Men and women dressed alike to show their equality. African-Americans proclaimed their pride in music such as James Brown “I’m Black and I’m Proud”. Fashion demonstrated freedom as people didn’t feel inhibited by mixing patterns and colors and blending afrocentric textiles with their American denim. This movement was evident in hit boy band Jackson Five, they were soulful and unrepressed by a previous generation that felt limited. The first black woman, Beverly Johnson to grace the cover of American Vogue, happened in the 70’s. The message was accessibility for all people. 

 Soul Train was introduced to America in the 1970s, the widely influential African American television show depicted the latest fashions and dance crazes. The movement was political and commercial.

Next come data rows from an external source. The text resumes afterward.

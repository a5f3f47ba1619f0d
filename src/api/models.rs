use axum::{Json, http::StatusCode, response::IntoResponse};
use serde::{Deserialize, Serialize};
use utoipa::ToSchema;

use crate::core::errors::HydrologError;
use crate::core::models::user::User;
use crate::core::units::VolumeUnit;

// Request structs for JSON payloads
#[derive(Deserialize, ToSchema)]
#[serde(rename_all = "camelCase")]
pub struct RegisterRequest {
    pub name: String,
    pub email: String,
    pub password: String,
    /// Daily intake goal in the chosen display unit; defaults to 2000 ml.
    pub daily_goal: Option<f64>,
    pub unit_preference: VolumeUnit,
}

#[derive(Deserialize, ToSchema)]
pub struct LoginRequest {
    pub email: String,
    pub password: String,
}

#[derive(Serialize, ToSchema)]
pub struct LoginResponse {
    pub token: String,
}

#[derive(Deserialize, ToSchema)]
pub struct AddWaterRequest {
    /// Amount in milliliters; the client converts display units first.
    pub amount: i64,
}

/// User profile as exposed over the API; the password hash never leaves
/// the service.
#[derive(Serialize, ToSchema)]
#[serde(rename_all = "camelCase")]
pub struct UserProfile {
    pub id: String,
    pub name: String,
    pub email: String,
    pub daily_goal_ml: i64,
    pub unit_preference: VolumeUnit,
}

impl From<User> for UserProfile {
    fn from(user: User) -> Self {
        UserProfile {
            id: user.id,
            name: user.name,
            email: user.email,
            daily_goal_ml: user.daily_goal_ml,
            unit_preference: user.unit_preference,
        }
    }
}

// Error response struct
#[derive(Serialize, ToSchema)]
pub struct ErrorResponse {
    pub error: String,
}

// Newtype wrapper for HydrologError to implement IntoResponse
pub struct ApiError(pub HydrologError);

impl From<HydrologError> for ApiError {
    fn from(err: HydrologError) -> Self {
        ApiError(err)
    }
}

impl IntoResponse for ApiError {
    fn into_response(self) -> axum::response::Response {
        let (status, error_message) = match self.0 {
            HydrologError::MissingEmail => (StatusCode::BAD_REQUEST, "Email is required".to_string()),
            HydrologError::InvalidEmail(email) => {
                (StatusCode::BAD_REQUEST, format!("Invalid email: {}", email))
            }
            HydrologError::EmailAlreadyRegistered(email) => {
                (StatusCode::CONFLICT, format!("Email {} already registered", email))
            }
            HydrologError::InvalidCredentials => {
                (StatusCode::UNAUTHORIZED, "Invalid email or password".to_string())
            }
            HydrologError::Unauthorized(msg) => (StatusCode::UNAUTHORIZED, format!("Unauthorized: {}", msg)),
            HydrologError::UserNotFound(id) => (StatusCode::NOT_FOUND, format!("User {} not found", id)),
            HydrologError::InvalidAmount(amount) => (
                StatusCode::BAD_REQUEST,
                format!("Amount must be a positive number of milliliters, got {}", amount),
            ),
            HydrologError::UnknownUnit(unit) => (StatusCode::BAD_REQUEST, format!("Unknown unit: {}", unit)),
            HydrologError::InvalidInput(field, msg) => (
                StatusCode::BAD_REQUEST,
                format!("Invalid input for {}: {:?}", field, msg),
            ),
            HydrologError::InternalServerError(msg) => (
                StatusCode::INTERNAL_SERVER_ERROR,
                format!("Internal server error: {}", msg),
            ),
            HydrologError::StorageError(msg) => {
                (StatusCode::INTERNAL_SERVER_ERROR, format!("Storage error: {}", msg))
            }
            HydrologError::LoggingError(msg) => {
                (StatusCode::INTERNAL_SERVER_ERROR, format!("Logging error: {}", msg))
            }
        };
        (status, Json(ErrorResponse { error: error_message })).into_response()
    }
}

 American designers dominated the disco 70‘s. Their reign paved the way for retailers to supply options to build personal style. From Geoffrey Beene’s clean lines, Halston’s flowing seamless dresses and Ralph Lauren’s successful menswear clothing, American fashions were synonymous with the times. Al Green showcased suits with wide lapels and fancy suits in polyester and Marvin Gaye expressed his bluesy politic with safari jackets and knitted caps. Music’s synergy with fashion was flagrant and bold as it drummed in the beat of the disco movement. Black fashion exhibited a sense of entitlement to style and owning fashion on their own terms. Men wore plush velvet tuxedos in powder blue like The Spinners in their live 1977 performance

Women were fearless with explosive afros portraying a sense of pride and cultivating a sense of black beauty that was increasingly becoming marketable such as soulful Roberta Flack.